◆ DIRECTIONS ◆
What you give must be exactly the lines of the material from the first through the line that contains "current public IP", inclusive, and no others.

◆ EXTRACTED MATERIAL ◆
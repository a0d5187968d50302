//! Core traits for the dynamic DNS monitor
//!
//! This module defines the collaborator interfaces the monitor depends on.
//!
//! - [`IpResolver`]: Determine the current public IP
//! - [`DnsProvider`]: Push an address to a dynamic DNS provider
//! - [`LogSink`]: Bounded history of monitor events
//! - [`ConfigStore`]: Durable storage of the monitor configuration
//! - [`Clock`]: Wall-clock time

pub mod clock;
pub mod config_store;
pub mod dns_provider;
pub mod ip_resolver;
pub mod log_sink;

pub use clock::{Clock, SystemClock};
pub use config_store::ConfigStore;
pub use dns_provider::{DnsProvider, ProviderOutcome, check_update_parameters};
pub use ip_resolver::IpResolver;
pub use log_sink::{LogEntry, LogKind, LogSink};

◆ WRITTEN RESPONSE ◆
repository a0d5187968d50302
//! Core traits for the dynamic DNS monitor
//!
//! This module defines the collaborator interfaces the monitor depends on.
//!
//! - [`IpResolver`]: Determine the current public IP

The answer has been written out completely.